For a guy not born into the feud, Grady Jarrett has embraced the rivalry and developed a sharp distaste for losing to South Carolina.
A native of Georgia, he shares the pain from five consecutive whippings and relishes meting vengeance Saturday in Death Valley.
“You’ve got to live with the result of this game for the rest of the year,” said Jarrett, the keystone senior nose tackle for Clemson’s premier defense.
“Just being part of this program, man, this South Carolina-Clemson rivalry it’s going to follow you everywhere,” he said. “People who know you as a Clemson Tiger, everybody knows it’s the biggest rivalry in South Carolina. It follows you everywhere you go.”
From a relatively underappreciated position Jarrett has developed a distinctive voice as a respected leader on the Clemson team, not just on defense.
As a player, he commands accountability. No doubt, USC center Clayton Stadnik and guards A.J. Cann and Will Sport want to find him quickly as they come to the line of scrimmage. In last year’s game, Jarrett was credited with 15 tackles, including two tackles for loss, and, generally, created havoc in the middle.
“I think, last year, he played one of the greatest games of his college career,” said senior safety Robert Smith, Jarrett’s friend and roommate. “Grady’s going to seize the moment.”
Jarrett is third in total tackles this season on a unit No. 1 nationally in total defense.

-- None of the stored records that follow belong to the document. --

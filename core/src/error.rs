use std::fmt;
use thiserror::Error;

/// The error type for chunksign operations
#[derive(Error, Debug)]
#[error("{message}")]
pub struct Error {
    kind: ErrorKind,
    message: String,
    #[source]
    source: Option<anyhow::Error>,
}

/// The kind of error that occurred
#[derive(Debug, Clone, Copy, PartialEq, Eq)]
pub enum ErrorKind {
    /// Credentials exist but are invalid/malformed
    CredentialInvalid,

    /// Credentials are expired
    CredentialExpired,

    /// Request cannot be signed (missing required fields, etc.)
    RequestInvalid,

    /// Configuration error (unsupported policy combination, invalid values)
    ///
    /// Never retried.
    ConfigInvalid,

    /// Computed and transmitted content digests disagree.
    ///
    /// Fatal for the current attempt. An outer retry policy may replay the
    /// whole stream from the start.
    DataIntegrity,

    /// Unexpected errors (I/O, crypto primitives, chunk signing, etc.)
    Unexpected,
}

impl Error {
    /// Create a new error with the given kind and message
    pub fn new(kind: ErrorKind, message: impl Into<String>) -> Self {
        Self {
            kind,
            message: message.into(),
            source: None,
        }
    }

    /// Add a source error
    pub fn with_source(mut self, source: impl Into<anyhow::Error>) -> Self {
        self.source = Some(source.into());
        self
    }

    /// Get the error kind
    pub fn kind(&self) -> ErrorKind {
        self.kind
    }

    /// Check if this is a credential error
    pub fn is_credential_error(&self) -> bool {
        matches!(
            self.kind,
            ErrorKind::CredentialInvalid | ErrorKind::CredentialExpired
        )
    }

    /// Check if replaying the request from scratch could succeed.
    ///
    /// Only data integrity failures qualify, everything else is fatal.
    pub fn is_retryable(&self) -> bool {
        self.kind == ErrorKind::DataIntegrity
    }
}

// Convenience constructors
impl Error {
    /// Create a credential invalid error
    pub fn credential_invalid(message: impl Into<String>) -> Self {
        Self::new(ErrorKind::CredentialInvalid, message)
    }

    /// Create a credential expired error
    pub fn credential_expired(message: impl Into<String>) -> Self {
        Self::new(ErrorKind::CredentialExpired, message)
    }

    /// Create a request invalid error
    pub fn request_invalid(message: impl Into<String>) -> Self {
        Self::new(ErrorKind::RequestInvalid, message)
    }

    /// Create a config invalid error
    pub fn config_invalid(message: impl Into<String>) -> Self {
        Self::new(ErrorKind::ConfigInvalid, message)
    }

    /// Create a data integrity error
    pub fn data_integrity(message: impl Into<String>) -> Self {
        Self::new(ErrorKind::DataIntegrity, message)
    }

    /// Create an unexpected error
    pub fn unexpected(message: impl Into<String>) -> Self {
        Self::new(ErrorKind::Unexpected, message)
    }
}

impl fmt::Display for ErrorKind {
    fn fmt(&self, f: &mut fmt::Formatter<'_>) -> fmt::Result {
        match self {
            ErrorKind::CredentialInvalid => write!(f, "invalid credentials"),
            ErrorKind::CredentialExpired => write!(f, "expired credentials"),
            ErrorKind::RequestInvalid => write!(f, "invalid request"),
            ErrorKind::ConfigInvalid => write!(f, "invalid configuration"),
            ErrorKind::DataIntegrity => write!(f, "data integrity check failed"),
            ErrorKind::Unexpected => write!(f, "unexpected error"),
        }
    }
}

/// Convenience type alias for Results
pub type Result<T> = std::result::Result<T, Error>;

/// Wrap an error into `std::io::Error` so it can travel through `Read` and
/// `Stream` implementations.
///
/// `Error::from(io::Error)` recovers the original kind on the other side.
impl From<Error> for std::io::Error {
    fn from(err: Error) -> Self {
        std::io::Error::other(err)
    }
}

impl From<anyhow::Error> for Error {
    fn from(err: anyhow::Error) -> Self {
        Self::unexpected(err.to_string()).with_source(err)
    }
}

macro_rules! impl_from {
    ($($ty:ty => $ctor:ident),+ $(,)?) => {
        $(
            impl From<$ty> for Error {
                fn from(err: $ty) -> Self {
                    Self::$ctor(err.to_string()).with_source(anyhow::Error::from(err))
                }
            }
        )+
    };
}

impl_from! {
    std::fmt::Error => unexpected,
    std::string::FromUtf8Error => unexpected,
    http::Error => request_invalid,
    http::header::InvalidHeaderName => request_invalid,
    http::header::InvalidHeaderValue => request_invalid,
    http::header::ToStrError => request_invalid,
    http::uri::InvalidUri => request_invalid,
    http::uri::InvalidUriParts => request_invalid,
}

impl From<std::io::Error> for Error {
    fn from(err: std::io::Error) -> Self {
        // An io::Error produced by one of our own stream layers carries the
        // original error inside.
        if err.get_ref().is_some_and(|inner| inner.is::<Error>()) {
            if let Some(Ok(inner)) = err.into_inner().map(|e| e.downcast::<Error>()) {
                return *inner;
            }
            return Self::unexpected("io error lost its inner value");
        }

        Self::unexpected(err.to_string()).with_source(anyhow::Error::from(err))
    }
}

“No one outworks him, and that correlates to what he does on the field,” linebacker Tony Steward said. “Doing what he does makes it so much easier on the linebackers. It frees us to run around and make plays. It would be a whole lot harder if those guys weren’t soaking up blockers.”
In last year’s game, Clemson limited USC to 315 yards, limiting the Gamecocks between the tackles.
“We defended the run pretty well, but we didn’t create the kind of pressure that we needed up front, whether we’re blitzing guys or just rushing four,” defensive coordinator Brent Venables said. “You’ve got to beat guys. You’ve got to win 1-on-1 matchups. Teams that have beaten them this year, that’s one thing that they have done.”
Jarrett was troubled by the result last year.
“It was tough, really tough, probably had one of the better games of my career,” he said. “I felt terrible after that game, to see the hurt in my teammates and my coaches as a family.”
Much of the focus this week has been on turnovers and how big a role they played in Clemson’s fifth consecutive loss. A reporter asked if the game was in Clemson’s head.
Nobody gets in my head,” Jarrett said.
Making plays comes naturally. A former championship wrestler from a long pedigree of successful athletes, Jarrett could continue his football career after Clemson. Listed generously at 6-foot-1 and 290 pounds, Jarrett projects as a third- or fourth-round pick in the 2015 NFL draft, according to a pair of scouting sites, a prototypical nose in a three-down front scheme and the No. 6 defensive tackle on the board.
All that is secondary to ending the streak, reclaiming bragging rights and easing a measure of disappointment this season.
“We need to bring the state championship back to Clemson,” Jarrett said. “The time is here to redeem ourselves.”